▶ WHAT THE TASK ASKS
Could you filter the records below and return each line that holds "tests"?

________________________

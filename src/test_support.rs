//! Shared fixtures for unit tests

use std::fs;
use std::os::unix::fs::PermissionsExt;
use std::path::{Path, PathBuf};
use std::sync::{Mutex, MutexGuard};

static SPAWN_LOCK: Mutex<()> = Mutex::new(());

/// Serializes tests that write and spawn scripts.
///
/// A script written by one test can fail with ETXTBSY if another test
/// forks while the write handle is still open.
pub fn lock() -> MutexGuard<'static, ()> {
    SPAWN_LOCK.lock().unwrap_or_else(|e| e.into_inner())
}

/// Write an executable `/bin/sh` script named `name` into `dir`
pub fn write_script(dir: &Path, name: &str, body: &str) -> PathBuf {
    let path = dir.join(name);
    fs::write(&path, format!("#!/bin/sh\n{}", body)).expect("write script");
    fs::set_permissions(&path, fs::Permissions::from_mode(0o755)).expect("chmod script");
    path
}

________________________

▶ OUTPUT OF THE EXERCISE
//! Shared fixtures for unit tests
/// Serializes tests that write and spawn scripts.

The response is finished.